Без присутствия же этих двух - внимание, конечно, привлекало, но в меру. Да и то большей частью из-за наличия на встрече Елены Волошанки. Однако тут была удачная отговорка – посланник Италии мог нуждаться в разговоре с дочерью господаря Молдавии по причине крайне сложных отношений Италии и Османской империи. Молдавия ведь тоже была совсем не дружественна османам, постоянно находясь то на грани войны, то воюя открыто. Отсюда и общие интересы. Их Фернандо Борджиа и использовал как дымовую завесу, заранее испросив у Ивана III разрешение вести нужную переписку с господарем Молдавии посредством дочери. Явно, открыто, не скрывая самого содержания писем. Учитывая обширность интересов Италии, к тому же вспоминая успешный Крестовый поход… Также ставящий себяв позицию защитника христианской веры Иван III не мог и не собирался возражать.
«Хочешь что-то спрятать – прячь на видном месте», - говорил иногда Чезаре Борджиа. – «Пусть сперва привыкнут. Затем же подмени привычное и неинтересное на тайное, на то, на что уже не обратят никакого внимания». Вот и не обращали, считая, что посланник итальянского короля заинтересован в Елене Волошанке лишь как в дочери Стефана III, но не как в матери одного из претендентов на трон Русского царства.
И вот первая встреча с Патрикеевыми и Волошанкой одновременно.

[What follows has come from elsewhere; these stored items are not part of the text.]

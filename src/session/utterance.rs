//! Utterance accumulation for the current caller turn.

/// Ordered chunks of companded audio for the in-progress utterance,
/// with a byte counter kept in sync for the hard cap check.
#[derive(Debug, Default)]
pub struct UtteranceBuffer {
    chunks: Vec<Vec<u8>>,
    bytes: usize,
    max_bytes: usize,
}

impl UtteranceBuffer {
    /// Create an empty buffer with the given hard cap in bytes.
    pub fn new(max_bytes: usize) -> Self {
        Self {
            chunks: Vec::new(),
            bytes: 0,
            max_bytes,
        }
    }

    /// Append a chunk. Returns `true` when the accumulated bytes have
    /// crossed the cap and the turn must be forced to end.
    pub fn push(&mut self, chunk: Vec<u8>) -> bool {
        self.bytes += chunk.len();
        self.chunks.push(chunk);
        self.bytes > self.max_bytes
    }

    /// Accumulated bytes.
    pub fn len(&self) -> usize {
        self.bytes
    }

    /// Whether nothing has been accumulated.
    pub fn is_empty(&self) -> bool {
        self.bytes == 0
    }

    /// Whether a chunk of `extra` bytes still fits under the cap. Used
    /// for the pending buffer while the pipeline is running, where a
    /// forced turn-end is not possible and the cap must hold strictly.
    pub fn fits(&self, extra: usize) -> bool {
        self.bytes + extra <= self.max_bytes
    }

    /// Concatenate and reset, yielding the assembled utterance.
    pub fn take(&mut self) -> Vec<u8> {
        let mut raw = Vec::with_capacity(self.bytes);
        for chunk in self.chunks.drain(..) {
            raw.extend_from_slice(&chunk);
        }
        self.bytes = 0;
        raw
    }

    /// Reset and seed with a first chunk (barge-in re-entry, where the
    /// interrupting chunk is the start of the new utterance).
    pub fn reset_with(&mut self, chunk: Vec<u8>) {
        self.chunks.clear();
        self.bytes = chunk.len();
        self.chunks.push(chunk);
    }

    /// Discard everything.
    pub fn clear(&mut self) {
        self.chunks.clear();
        self.bytes = 0;
    }
}
//! Signal-processing primitives for the telephony leg.
//!
//! Everything in here is a pure transform with no awareness of call
//! state: the companding codec, the anti-aliased downsampler, and the
//! energy-based voice activity detector.

pub mod codec;
pub mod resample;
pub mod vad;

Франческо Галсеран де Льорис и де Борха понимал, что в дальнейшем если подобное и будет происходить, то очень редко и по особым поводам. Но сейчас это и было особое событие.Предстояло окончательно договориться о совместных действиях с целью отстранения Палеологов от какого бы то ни было влияния на политику Москвы. Если же удастся ещё и обвинить их…
Тяжеловесность этикета, куда успели проникнуть элементы Византии, не радовала Франческо Борджиа, но он не показывал виду. Более того, стремился держать себя так. чтобы казаться в этом обществе своим. В этом помогали уроки его советников русской крови, которые долгие месяцы учили не только языку, но и поведению, стремясь сделать оное приближенным к русскому, не вызывающим у тех же Патрикеевых отторжения. И это им удалось. Пусть итальянский посол и не принимал его как родное, зато освоил до того, что мог поддерживать, не прилагая лишних усилий. Вот только язык… Приходилось пользоваться услугами Астафьева, который быстро и на хорошем итальянском доносил до ушей Франческо всё до последних мелочей. Сам же Борджиа иногда говорил пусть к сильным акцентом, но по-русски – когда это было что-то не сильно сложное и можно было произносить слова медленно – но в основном на родном языке, который тут же перетолмачивался уже Астафьевым, способным донести все оттенки сказанного, используя родные для себя с детства слова и понятия.
Отсутствие языковой преграды – вот что было немаловажно. Это и способность посла Италии вести себя почти как русский. Добавить к этому способности Паоло Мальгани читать по губам и сообщать нужное теми или иными сигналами… Получалось ощутимое преимущество, которое и использовалось раз за разом. Сейчас, к примеру, Мальгани подавал знаки, что Патрикеевы спокойны и даже благодушны, а вот Фёдор Курицын шепнул на ухо Елене Волошанке, что в ядах разбираются все Борджиа, а не только лишь понтифик с королём, эти отец и сын.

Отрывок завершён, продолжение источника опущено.